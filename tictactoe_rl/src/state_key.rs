//! Board -> key encoding shared by training and play.
//!
//! Keys are the text a NumPy float vector of the flattened board prints as,
//! e.g. `[ 1.  1.  0.  0. -1.  0.  0.  0. -1.]`, so pickled policies keyed by
//! NumPy boards load as they are. Every cell is rendered, in row-major order,
//! so the encoding is injective.

use crate::board::{Board, BOARD_COLS, BOARD_ROWS};
use itertools::Itertools;
use ndarray::Array2;
use std::{borrow::Borrow, fmt};
use thiserror::Error;

/// Version of the key layout. Bump whenever `encode` changes.
pub const KEY_FORMAT_VERSION: u32 = 1;

#[derive(Clone, Debug, Eq, PartialEq, Ord, PartialOrd, Hash)]
pub struct StateKey(String);

#[derive(Error, Debug, Clone, PartialEq, Eq)]
#[error("malformed state key '{key}': {reason}")]
pub struct KeyError {
    pub key: String,
    pub reason: String,
}

impl StateKey {
    pub fn encode(board: &Board) -> Self {
        let signed = board.cells().any(|cell| cell < 0);
        let body = board.cells().map(|cell| cell_text(cell, signed)).join(" ");
        StateKey(format!("[{body}]"))
    }

    /// Accepts `key` only if it is exactly what `encode` produces for some board.
    pub fn parse(key: &str) -> Result<Self, KeyError> {
        Self::decode(key)?;
        Ok(StateKey(key.to_owned()))
    }

    pub fn decode(key: &str) -> Result<Board, KeyError> {
        let error = |reason: String| KeyError {
            key: key.to_owned(),
            reason,
        };
        let body = key
            .strip_prefix('[')
            .and_then(|rest| rest.strip_suffix(']'))
            .ok_or_else(|| error("missing brackets".to_owned()))?;
        let cells = body
            .split_whitespace()
            .map(|token| match token {
                "1." => Ok(1),
                "0." => Ok(0),
                "-1." => Ok(-1),
                other => Err(error(format!("unexpected cell '{other}'"))),
            })
            .collect::<Result<Vec<i8>, _>>()?;
        let count = cells.len();
        let cells = Array2::from_shape_vec((BOARD_ROWS, BOARD_COLS), cells)
            .map_err(|_| {
                error(format!(
                    "expected {} cells, got {count}",
                    BOARD_ROWS * BOARD_COLS
                ))
            })?;
        let board = Board::from_array(cells).map_err(|e| error(e.to_string()))?;
        if Self::encode(&board).as_str() != key {
            return Err(error("cell spacing is not canonical".to_owned()));
        }
        Ok(board)
    }

    pub fn as_str(&self) -> &str {
        &self.0
    }

    pub fn into_string(self) -> String {
        self.0
    }
}

fn cell_text(cell: i8, signed: bool) -> &'static str {
    match (cell, signed) {
        (-1, _) => "-1.",
        (1, true) => " 1.",
        (1, false) => "1.",
        (_, true) => " 0.",
        (_, false) => "0.",
    }
}

impl fmt::Display for StateKey {
    fn fmt(&self, f: &mut fmt::Formatter) -> fmt::Result {
        f.write_str(&self.0)
    }
}

impl Borrow<str> for StateKey {
    fn borrow(&self) -> &str {
        &self.0
    }
}

impl From<&Board> for StateKey {
    fn from(board: &Board) -> Self {
        Self::encode(board)
    }
}

#[cfg(test)]
mod tests {
    use super::*;
    use crate::board::Mark;

    #[test]
    fn empty_board_key() {
        assert_eq!(
            Board::new().state_key().as_str(),
            "[0. 0. 0. 0. 0. 0. 0. 0. 0.]"
        );
    }

    #[test]
    fn signed_board_key_is_padded() {
        let board = Board::from_rows([[1, 1, 0], [0, -1, 0], [0, 0, -1]]).unwrap();
        assert_eq!(
            board.state_key().as_str(),
            "[ 1.  1.  0.  0. -1.  0.  0.  0. -1.]"
        );
        let crosses_only = Board::from_rows([[1, 0, 0], [0, 0, 0], [0, 0, 0]]).unwrap();
        assert_eq!(
            crosses_only.state_key().as_str(),
            "[1. 0. 0. 0. 0. 0. 0. 0. 0.]"
        );
    }

    #[test]
    fn encoding_is_row_major() {
        let top_right = Board::new().with_move((0, 2), Mark::Cross).unwrap();
        let bottom_left = Board::new().with_move((2, 0), Mark::Cross).unwrap();
        assert_ne!(top_right.state_key(), bottom_left.state_key());
        assert_eq!(
            top_right.state_key().as_str(),
            "[0. 0. 1. 0. 0. 0. 0. 0. 0.]"
        );
    }

    #[test]
    fn distinct_boards_have_distinct_keys() {
        // Every board reachable by placing up to two marks anywhere.
        let mut boards = vec![Board::new()];
        for mark in [Mark::Cross, Mark::Nought] {
            let mut next = Vec::new();
            for board in &boards {
                for mv in board.available_moves() {
                    next.push(board.with_move(mv, mark).unwrap());
                }
            }
            boards.extend(next);
        }
        let unique_boards = boards.iter().map(|b| b.to_string()).unique().count();
        let unique_keys = boards.iter().map(Board::state_key).unique().count();
        assert_eq!(unique_boards, unique_keys);
    }

    #[test]
    fn identical_boards_share_a_key() {
        let a = Board::from_rows([[1, -1, 0], [0, 1, 0], [0, 0, -1]]).unwrap();
        let b = Board::new()
            .with_move((0, 0), Mark::Cross)
            .and_then(|b| b.with_move((0, 1), Mark::Nought))
            .and_then(|b| b.with_move((1, 1), Mark::Cross))
            .and_then(|b| b.with_move((2, 2), Mark::Nought))
            .unwrap();
        assert_eq!(a.state_key(), b.state_key());
    }

    #[test]
    fn decode_inverts_encode() {
        let board = Board::from_rows([[1, -1, 0], [0, 1, 0], [0, 0, -1]]).unwrap();
        let key = board.state_key();
        assert_eq!(StateKey::decode(key.as_str()).unwrap(), board);
        assert_eq!(StateKey::parse(key.as_str()).unwrap(), key);
    }

    #[test]
    fn decode_rejects_malformed_keys() {
        for key in [
            "0. 0. 0. 0. 0. 0. 0. 0. 0.",
            "[0. 0. 0.]",
            "[0. 0. 0. 0. 2. 0. 0. 0. 0.]",
            "[1. -1. 0. 0. 0. 0. 0. 0. 0.]",
            "[0 0 0 0 0 0 0 0 0]",
        ] {
            assert!(StateKey::decode(key).is_err(), "{key} should be rejected");
        }
    }
}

_____

Exercise prompt – From the records above, reproduce exactly the lines from the one with "let mut boards = vec![Board::new()];" to the one with "let b = Board::new()", both included, and no others.

Expected answer –
        let mut boards = vec![Board::new()];
        for mark in [Mark::Cross, Mark::Nought] {
            let mut next = Vec::new();
            for board in &boards {
                for mv in board.available_moves() {
                    next.push(board.with_move(mv, mark).unwrap());
                }
            }
            boards.extend(next);
        }
        let unique_boards = boards.iter().map(|b| b.to_string()).unique().count();
        let unique_keys = boards.iter().map(Board::state_key).unique().count();
        assert_eq!(unique_boards, unique_keys);
    }

    #[test]
    fn identical_boards_share_a_key() {
        let a = Board::from_rows([[1, -1, 0], [0, 1, 0], [0, 0, -1]]).unwrap();
        let b = Board::new()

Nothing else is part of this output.